__Directions__. Which lines of the entries below include "element"? List them all.

__Records__.
◆ ◆ ◆ ◆ ◆
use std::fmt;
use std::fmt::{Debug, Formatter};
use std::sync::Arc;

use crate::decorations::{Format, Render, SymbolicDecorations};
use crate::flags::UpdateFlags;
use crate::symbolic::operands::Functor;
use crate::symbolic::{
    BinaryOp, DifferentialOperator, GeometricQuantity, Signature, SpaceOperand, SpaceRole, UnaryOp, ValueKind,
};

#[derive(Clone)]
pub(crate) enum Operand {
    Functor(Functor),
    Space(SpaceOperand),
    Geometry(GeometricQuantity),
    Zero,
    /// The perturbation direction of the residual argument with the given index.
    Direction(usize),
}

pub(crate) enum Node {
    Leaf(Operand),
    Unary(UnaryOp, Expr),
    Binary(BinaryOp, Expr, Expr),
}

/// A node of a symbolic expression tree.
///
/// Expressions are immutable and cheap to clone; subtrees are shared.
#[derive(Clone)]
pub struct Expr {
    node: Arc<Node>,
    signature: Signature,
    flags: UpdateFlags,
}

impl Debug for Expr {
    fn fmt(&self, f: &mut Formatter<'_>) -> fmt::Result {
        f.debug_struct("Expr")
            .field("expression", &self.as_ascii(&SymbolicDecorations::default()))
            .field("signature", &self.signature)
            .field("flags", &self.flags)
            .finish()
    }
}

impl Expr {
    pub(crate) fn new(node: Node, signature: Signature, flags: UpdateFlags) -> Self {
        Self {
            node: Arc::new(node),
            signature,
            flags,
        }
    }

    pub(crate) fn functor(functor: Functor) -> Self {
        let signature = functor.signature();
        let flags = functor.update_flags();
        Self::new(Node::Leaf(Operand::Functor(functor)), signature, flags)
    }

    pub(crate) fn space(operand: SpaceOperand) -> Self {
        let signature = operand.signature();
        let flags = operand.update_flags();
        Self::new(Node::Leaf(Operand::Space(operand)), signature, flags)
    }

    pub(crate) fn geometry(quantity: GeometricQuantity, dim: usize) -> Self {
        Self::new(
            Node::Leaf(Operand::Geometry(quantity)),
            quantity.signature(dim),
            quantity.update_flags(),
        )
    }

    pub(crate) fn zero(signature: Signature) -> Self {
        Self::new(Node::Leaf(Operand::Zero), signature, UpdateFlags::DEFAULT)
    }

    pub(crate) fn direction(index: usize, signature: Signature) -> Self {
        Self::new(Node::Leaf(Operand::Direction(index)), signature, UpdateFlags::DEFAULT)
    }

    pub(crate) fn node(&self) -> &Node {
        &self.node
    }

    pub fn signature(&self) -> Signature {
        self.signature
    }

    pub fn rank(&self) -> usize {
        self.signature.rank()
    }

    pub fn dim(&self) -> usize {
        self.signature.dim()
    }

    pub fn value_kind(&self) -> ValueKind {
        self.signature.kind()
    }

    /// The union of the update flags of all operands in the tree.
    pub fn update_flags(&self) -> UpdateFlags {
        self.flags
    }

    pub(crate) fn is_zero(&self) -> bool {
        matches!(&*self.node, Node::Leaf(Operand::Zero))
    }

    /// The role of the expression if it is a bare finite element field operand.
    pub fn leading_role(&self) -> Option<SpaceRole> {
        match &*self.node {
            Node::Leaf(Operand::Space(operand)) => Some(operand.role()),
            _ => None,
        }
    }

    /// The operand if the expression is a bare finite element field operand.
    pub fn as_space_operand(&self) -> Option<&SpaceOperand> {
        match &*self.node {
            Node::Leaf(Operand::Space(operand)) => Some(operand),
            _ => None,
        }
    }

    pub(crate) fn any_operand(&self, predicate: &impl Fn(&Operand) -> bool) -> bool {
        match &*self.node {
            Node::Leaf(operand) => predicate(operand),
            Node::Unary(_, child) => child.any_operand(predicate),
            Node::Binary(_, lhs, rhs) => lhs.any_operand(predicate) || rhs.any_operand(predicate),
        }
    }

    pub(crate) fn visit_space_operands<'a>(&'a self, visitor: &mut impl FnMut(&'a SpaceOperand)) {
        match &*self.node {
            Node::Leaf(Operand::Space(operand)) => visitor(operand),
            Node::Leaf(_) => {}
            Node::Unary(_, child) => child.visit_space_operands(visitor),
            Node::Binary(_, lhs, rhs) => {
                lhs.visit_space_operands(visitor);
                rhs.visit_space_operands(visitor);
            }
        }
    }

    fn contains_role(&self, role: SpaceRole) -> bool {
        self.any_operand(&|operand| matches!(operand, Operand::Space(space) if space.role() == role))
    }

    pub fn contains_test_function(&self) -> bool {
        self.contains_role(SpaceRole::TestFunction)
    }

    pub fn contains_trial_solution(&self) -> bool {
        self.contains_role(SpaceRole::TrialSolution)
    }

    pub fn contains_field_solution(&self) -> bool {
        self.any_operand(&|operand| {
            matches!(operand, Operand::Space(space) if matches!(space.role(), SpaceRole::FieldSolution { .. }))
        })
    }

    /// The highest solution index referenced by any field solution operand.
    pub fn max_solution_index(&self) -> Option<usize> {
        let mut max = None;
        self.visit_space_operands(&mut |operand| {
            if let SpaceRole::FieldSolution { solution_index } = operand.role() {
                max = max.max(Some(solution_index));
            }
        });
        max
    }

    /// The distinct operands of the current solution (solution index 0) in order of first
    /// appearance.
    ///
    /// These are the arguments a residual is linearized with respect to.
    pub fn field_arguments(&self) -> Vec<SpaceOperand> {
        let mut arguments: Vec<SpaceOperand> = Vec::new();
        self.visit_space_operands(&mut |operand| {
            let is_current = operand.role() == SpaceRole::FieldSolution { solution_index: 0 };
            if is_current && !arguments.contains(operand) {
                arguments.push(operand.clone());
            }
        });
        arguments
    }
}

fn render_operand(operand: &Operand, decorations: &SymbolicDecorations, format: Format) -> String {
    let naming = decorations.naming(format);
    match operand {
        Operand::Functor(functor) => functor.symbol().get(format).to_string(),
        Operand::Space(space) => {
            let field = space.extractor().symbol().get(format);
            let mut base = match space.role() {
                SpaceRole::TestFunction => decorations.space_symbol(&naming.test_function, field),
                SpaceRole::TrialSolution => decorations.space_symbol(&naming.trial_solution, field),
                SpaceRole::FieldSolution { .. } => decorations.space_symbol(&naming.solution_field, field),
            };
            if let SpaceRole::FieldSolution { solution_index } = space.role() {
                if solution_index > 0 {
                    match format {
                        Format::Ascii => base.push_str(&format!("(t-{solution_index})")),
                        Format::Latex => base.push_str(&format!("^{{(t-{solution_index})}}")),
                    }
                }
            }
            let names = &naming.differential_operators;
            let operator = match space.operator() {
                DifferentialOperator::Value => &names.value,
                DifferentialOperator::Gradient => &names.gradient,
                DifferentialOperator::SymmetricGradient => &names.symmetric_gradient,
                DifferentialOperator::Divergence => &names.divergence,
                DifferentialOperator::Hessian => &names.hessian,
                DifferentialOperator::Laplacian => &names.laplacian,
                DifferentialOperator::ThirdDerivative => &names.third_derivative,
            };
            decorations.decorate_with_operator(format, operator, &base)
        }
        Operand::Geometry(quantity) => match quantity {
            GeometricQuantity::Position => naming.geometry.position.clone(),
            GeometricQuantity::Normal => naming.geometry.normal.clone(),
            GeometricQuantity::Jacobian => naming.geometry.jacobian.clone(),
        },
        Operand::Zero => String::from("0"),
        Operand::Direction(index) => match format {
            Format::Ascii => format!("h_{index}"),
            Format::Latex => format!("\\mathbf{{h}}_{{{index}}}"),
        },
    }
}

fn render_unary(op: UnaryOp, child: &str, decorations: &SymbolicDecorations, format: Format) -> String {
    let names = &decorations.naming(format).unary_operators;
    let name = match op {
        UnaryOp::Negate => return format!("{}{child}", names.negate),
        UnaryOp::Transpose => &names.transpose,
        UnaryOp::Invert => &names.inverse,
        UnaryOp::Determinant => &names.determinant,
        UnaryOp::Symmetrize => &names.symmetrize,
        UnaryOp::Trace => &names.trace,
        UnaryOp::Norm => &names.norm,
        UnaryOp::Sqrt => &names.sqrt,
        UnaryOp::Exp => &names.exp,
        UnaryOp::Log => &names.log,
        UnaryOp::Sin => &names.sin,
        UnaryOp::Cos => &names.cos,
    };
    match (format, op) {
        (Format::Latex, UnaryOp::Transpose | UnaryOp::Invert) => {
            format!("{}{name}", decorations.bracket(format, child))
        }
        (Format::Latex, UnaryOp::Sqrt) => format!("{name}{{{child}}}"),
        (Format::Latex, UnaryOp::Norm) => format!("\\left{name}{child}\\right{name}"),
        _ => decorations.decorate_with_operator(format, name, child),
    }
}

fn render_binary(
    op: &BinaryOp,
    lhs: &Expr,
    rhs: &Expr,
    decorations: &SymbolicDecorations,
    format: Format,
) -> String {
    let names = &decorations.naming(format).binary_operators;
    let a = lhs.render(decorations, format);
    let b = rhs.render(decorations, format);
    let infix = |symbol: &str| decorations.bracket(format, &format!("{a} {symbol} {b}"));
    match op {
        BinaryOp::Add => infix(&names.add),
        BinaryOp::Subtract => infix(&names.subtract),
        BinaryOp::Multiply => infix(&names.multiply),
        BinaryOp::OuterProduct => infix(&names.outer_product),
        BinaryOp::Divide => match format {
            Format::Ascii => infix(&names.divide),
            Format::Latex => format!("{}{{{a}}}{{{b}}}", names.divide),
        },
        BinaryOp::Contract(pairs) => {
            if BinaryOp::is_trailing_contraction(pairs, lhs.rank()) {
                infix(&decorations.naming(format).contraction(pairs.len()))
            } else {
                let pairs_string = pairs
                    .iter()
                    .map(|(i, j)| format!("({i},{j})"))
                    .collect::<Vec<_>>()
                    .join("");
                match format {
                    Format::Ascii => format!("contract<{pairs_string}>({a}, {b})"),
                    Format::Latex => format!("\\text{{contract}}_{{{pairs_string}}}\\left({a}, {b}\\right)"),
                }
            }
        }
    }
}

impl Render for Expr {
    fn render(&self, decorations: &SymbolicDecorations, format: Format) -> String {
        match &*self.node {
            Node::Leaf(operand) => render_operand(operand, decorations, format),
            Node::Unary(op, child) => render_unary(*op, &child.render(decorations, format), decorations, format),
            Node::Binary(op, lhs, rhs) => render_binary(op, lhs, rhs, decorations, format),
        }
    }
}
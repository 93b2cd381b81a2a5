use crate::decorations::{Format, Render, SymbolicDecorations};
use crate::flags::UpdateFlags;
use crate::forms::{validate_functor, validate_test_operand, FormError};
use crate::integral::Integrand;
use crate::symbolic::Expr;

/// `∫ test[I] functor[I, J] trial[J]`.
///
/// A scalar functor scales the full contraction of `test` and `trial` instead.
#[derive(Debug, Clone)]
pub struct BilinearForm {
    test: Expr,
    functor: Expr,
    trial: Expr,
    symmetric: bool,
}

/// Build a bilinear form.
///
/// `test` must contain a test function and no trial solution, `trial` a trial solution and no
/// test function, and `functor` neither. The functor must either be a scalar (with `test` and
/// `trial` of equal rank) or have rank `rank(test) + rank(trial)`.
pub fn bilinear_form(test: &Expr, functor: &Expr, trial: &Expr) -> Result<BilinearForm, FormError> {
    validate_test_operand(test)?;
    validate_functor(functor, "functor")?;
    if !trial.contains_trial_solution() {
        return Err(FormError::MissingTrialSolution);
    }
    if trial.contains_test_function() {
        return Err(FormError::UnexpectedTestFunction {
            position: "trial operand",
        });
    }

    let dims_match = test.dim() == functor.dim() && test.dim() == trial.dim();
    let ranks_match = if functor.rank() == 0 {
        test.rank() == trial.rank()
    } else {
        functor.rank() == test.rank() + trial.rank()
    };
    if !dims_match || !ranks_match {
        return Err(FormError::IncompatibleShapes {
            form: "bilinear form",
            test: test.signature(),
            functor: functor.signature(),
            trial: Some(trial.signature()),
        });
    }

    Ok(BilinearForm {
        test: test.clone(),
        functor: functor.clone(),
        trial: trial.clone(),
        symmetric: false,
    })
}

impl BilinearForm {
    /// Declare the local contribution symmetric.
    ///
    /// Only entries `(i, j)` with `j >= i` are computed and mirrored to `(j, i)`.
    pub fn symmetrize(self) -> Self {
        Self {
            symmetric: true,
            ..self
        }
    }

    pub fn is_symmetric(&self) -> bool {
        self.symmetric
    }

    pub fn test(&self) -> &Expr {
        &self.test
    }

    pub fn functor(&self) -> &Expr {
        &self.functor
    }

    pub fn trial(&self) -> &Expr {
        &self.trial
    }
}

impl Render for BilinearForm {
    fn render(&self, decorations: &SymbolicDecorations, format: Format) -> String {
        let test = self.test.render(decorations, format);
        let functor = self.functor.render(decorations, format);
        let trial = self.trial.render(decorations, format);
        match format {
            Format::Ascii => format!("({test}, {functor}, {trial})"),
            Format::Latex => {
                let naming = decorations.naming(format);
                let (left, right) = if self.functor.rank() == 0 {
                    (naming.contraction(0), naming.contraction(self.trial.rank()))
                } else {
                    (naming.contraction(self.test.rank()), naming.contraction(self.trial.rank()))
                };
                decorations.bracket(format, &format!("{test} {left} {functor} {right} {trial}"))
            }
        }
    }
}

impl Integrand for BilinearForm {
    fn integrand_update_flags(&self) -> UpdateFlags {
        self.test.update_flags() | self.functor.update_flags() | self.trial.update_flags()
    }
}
◆ ◆ ◆ ◆ ◆
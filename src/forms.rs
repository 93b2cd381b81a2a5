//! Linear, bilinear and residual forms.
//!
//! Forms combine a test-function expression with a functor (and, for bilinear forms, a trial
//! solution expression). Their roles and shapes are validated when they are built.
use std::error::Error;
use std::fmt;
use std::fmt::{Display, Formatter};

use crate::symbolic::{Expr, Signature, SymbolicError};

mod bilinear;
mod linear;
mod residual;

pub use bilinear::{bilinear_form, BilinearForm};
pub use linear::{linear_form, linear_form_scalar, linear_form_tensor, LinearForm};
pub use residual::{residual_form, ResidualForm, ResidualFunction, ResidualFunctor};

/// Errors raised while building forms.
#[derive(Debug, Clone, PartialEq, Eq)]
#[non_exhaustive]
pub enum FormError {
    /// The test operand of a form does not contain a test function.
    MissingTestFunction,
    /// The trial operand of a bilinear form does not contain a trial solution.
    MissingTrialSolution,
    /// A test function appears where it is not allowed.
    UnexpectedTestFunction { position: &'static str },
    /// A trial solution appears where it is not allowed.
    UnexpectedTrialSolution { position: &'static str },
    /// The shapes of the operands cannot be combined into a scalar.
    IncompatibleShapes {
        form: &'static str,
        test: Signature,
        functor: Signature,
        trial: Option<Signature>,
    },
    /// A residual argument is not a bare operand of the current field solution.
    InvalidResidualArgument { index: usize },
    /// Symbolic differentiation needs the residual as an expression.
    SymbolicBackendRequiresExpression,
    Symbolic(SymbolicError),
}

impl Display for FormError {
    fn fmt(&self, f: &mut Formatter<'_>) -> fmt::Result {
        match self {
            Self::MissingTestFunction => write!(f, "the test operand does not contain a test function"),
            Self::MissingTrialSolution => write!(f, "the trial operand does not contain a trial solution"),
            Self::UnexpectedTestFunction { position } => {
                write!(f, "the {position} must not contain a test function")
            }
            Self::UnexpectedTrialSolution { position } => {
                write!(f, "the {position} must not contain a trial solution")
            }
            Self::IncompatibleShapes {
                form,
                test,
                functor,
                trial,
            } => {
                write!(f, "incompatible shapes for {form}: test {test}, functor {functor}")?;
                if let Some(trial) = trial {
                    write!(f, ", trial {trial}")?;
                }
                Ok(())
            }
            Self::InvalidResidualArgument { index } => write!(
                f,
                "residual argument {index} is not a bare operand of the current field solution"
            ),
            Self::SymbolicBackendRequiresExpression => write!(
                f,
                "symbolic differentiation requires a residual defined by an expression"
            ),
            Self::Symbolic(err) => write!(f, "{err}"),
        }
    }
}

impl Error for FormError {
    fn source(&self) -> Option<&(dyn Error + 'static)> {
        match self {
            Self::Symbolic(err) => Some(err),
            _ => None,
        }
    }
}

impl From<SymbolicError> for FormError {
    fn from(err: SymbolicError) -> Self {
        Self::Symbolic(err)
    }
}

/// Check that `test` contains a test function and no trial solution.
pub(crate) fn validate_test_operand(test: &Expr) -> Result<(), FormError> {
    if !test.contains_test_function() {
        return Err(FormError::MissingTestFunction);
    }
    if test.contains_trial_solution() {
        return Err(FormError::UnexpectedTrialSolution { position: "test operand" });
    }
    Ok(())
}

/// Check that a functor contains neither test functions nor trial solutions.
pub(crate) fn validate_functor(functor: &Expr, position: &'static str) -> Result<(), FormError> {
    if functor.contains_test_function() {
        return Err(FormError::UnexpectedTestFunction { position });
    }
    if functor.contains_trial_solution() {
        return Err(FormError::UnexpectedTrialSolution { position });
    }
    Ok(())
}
◆ ◆ ◆ ◆ ◆
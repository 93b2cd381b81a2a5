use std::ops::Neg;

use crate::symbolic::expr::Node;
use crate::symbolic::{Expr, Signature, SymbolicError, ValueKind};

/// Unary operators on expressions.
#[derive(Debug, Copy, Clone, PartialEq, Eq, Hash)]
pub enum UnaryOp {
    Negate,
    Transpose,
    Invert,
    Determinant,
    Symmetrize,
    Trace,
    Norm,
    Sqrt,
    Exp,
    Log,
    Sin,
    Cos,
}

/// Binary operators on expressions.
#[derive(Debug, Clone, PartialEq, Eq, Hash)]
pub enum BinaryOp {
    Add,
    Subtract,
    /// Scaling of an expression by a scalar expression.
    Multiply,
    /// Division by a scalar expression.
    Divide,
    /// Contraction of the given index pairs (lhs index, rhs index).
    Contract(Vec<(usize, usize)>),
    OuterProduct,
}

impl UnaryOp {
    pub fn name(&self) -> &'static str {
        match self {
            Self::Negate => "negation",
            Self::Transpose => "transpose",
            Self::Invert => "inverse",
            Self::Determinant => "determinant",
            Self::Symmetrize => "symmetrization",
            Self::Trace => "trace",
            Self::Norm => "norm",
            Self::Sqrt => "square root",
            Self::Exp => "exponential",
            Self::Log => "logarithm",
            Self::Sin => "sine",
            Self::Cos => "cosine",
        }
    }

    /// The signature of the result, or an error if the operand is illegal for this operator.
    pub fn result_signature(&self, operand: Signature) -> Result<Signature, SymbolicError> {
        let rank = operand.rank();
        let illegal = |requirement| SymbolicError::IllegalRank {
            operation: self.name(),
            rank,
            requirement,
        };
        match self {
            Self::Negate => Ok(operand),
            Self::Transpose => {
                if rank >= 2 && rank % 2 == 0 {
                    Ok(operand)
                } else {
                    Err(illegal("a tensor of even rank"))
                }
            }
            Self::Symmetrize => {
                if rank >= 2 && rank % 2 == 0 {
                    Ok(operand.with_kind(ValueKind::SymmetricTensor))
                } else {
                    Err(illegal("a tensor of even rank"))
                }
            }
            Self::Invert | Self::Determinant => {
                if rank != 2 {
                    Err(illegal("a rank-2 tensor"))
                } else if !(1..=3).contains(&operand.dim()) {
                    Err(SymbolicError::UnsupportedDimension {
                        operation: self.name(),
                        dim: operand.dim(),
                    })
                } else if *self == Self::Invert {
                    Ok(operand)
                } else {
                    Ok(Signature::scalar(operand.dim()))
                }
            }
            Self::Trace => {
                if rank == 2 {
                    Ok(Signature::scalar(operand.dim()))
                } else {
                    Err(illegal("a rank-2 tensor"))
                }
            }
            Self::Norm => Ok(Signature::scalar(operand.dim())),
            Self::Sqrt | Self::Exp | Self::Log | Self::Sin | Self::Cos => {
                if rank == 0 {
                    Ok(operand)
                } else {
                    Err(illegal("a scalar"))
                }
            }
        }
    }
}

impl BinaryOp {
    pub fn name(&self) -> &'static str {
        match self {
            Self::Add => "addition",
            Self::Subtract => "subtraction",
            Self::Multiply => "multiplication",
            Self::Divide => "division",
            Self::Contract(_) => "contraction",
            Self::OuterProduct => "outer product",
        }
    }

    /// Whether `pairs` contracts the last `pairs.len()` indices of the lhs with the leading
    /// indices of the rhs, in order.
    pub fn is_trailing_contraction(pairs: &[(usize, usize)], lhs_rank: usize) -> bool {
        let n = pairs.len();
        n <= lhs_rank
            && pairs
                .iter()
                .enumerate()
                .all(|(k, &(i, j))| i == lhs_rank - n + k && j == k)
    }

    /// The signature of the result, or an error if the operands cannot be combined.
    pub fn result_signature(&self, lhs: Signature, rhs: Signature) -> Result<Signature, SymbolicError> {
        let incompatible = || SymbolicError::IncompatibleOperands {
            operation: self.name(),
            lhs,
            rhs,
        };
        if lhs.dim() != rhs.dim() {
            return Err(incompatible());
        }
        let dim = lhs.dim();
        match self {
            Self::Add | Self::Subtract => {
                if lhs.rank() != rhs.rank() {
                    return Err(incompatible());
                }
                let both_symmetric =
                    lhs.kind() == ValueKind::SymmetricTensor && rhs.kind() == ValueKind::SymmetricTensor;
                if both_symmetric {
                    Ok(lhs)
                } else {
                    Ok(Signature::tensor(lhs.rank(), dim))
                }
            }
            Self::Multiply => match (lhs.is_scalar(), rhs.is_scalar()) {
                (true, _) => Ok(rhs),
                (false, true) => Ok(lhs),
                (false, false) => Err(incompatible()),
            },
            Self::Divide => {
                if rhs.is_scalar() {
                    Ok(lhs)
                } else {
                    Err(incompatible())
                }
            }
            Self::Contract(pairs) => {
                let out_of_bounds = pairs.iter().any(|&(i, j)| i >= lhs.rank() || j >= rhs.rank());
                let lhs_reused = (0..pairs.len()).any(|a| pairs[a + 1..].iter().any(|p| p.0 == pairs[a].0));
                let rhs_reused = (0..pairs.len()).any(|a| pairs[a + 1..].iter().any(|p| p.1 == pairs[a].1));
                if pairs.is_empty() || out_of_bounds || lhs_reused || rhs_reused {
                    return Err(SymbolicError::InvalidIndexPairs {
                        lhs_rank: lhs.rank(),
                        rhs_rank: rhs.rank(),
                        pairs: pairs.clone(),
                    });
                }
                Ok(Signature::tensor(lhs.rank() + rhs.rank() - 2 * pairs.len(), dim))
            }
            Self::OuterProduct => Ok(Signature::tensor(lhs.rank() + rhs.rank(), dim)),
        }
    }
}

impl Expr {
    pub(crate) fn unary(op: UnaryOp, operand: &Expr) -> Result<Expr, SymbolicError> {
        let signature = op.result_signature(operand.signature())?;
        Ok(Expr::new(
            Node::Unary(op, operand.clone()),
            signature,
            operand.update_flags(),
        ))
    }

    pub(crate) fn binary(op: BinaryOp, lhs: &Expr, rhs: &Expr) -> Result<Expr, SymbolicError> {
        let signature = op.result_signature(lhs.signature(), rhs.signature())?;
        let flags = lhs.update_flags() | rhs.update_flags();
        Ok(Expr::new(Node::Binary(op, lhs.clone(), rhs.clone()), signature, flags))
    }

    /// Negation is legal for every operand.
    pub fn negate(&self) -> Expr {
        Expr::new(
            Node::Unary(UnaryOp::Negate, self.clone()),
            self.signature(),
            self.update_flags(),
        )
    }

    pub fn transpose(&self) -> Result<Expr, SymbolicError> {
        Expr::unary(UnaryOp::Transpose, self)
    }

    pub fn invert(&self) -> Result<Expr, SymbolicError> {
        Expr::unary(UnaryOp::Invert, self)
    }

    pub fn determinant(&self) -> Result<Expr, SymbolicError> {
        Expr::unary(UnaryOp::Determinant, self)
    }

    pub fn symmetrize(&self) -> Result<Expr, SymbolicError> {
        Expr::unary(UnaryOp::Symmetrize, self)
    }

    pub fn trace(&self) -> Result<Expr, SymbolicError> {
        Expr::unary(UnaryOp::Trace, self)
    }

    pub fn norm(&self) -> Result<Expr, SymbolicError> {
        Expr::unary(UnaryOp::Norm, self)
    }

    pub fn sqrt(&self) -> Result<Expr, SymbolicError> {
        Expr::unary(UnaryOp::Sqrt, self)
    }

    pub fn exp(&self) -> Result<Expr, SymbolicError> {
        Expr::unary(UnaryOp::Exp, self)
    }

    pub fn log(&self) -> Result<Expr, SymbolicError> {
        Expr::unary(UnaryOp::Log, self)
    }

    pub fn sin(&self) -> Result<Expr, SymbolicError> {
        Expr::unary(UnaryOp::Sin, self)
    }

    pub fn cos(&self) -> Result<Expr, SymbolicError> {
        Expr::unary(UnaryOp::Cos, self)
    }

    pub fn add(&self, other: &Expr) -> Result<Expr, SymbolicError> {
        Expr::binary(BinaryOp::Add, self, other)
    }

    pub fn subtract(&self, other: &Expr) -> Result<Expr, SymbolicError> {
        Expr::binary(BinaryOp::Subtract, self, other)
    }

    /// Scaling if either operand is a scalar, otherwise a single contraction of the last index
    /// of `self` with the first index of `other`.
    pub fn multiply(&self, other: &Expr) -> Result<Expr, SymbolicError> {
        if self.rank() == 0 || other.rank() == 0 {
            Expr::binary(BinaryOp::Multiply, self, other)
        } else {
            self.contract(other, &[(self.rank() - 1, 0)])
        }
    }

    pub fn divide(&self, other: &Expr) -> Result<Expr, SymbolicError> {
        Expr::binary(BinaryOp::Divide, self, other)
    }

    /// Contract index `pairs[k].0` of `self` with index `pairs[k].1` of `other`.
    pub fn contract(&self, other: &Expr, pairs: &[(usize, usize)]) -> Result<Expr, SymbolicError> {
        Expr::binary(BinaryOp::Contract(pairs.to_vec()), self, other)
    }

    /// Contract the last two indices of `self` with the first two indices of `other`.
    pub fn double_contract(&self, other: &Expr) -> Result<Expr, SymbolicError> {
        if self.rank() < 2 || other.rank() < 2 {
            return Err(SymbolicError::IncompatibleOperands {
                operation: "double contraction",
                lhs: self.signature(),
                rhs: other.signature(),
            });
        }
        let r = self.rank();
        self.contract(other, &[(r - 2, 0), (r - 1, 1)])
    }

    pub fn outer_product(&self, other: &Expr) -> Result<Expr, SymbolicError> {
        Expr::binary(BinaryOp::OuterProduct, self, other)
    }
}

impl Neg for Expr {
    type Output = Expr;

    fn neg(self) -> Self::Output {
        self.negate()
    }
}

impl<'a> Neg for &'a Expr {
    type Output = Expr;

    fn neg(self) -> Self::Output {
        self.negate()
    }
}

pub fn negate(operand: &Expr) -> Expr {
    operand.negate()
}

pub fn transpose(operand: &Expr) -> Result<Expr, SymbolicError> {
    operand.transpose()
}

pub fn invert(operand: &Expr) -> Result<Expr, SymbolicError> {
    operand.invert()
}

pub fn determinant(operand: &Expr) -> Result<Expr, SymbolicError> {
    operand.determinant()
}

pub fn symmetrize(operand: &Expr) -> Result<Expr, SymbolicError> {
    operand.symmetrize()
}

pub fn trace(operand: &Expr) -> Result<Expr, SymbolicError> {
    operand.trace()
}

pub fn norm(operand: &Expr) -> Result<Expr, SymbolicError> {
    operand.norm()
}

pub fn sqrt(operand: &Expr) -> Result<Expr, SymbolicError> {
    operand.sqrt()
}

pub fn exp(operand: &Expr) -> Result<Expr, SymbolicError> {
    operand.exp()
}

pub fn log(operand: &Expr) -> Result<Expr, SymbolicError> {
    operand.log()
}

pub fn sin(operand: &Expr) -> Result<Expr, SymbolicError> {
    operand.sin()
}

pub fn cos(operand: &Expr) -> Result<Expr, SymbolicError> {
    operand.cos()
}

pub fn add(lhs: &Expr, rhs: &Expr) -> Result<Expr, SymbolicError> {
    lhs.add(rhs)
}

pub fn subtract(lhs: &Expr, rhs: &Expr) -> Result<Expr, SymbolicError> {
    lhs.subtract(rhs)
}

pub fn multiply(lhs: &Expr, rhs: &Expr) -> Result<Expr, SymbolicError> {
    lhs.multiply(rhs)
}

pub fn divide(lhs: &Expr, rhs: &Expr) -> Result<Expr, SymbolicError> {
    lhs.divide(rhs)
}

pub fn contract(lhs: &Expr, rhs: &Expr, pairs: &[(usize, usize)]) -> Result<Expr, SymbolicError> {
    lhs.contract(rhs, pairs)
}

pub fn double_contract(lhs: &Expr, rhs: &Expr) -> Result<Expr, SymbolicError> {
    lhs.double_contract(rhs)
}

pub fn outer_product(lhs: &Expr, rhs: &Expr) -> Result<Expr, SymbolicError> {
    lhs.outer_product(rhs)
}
◆ ◆ ◆ ◆ ◆
__Written reply__.
    /// The role of the expression if it is a bare finite element field operand.
    /// The operand if the expression is a bare finite element field operand.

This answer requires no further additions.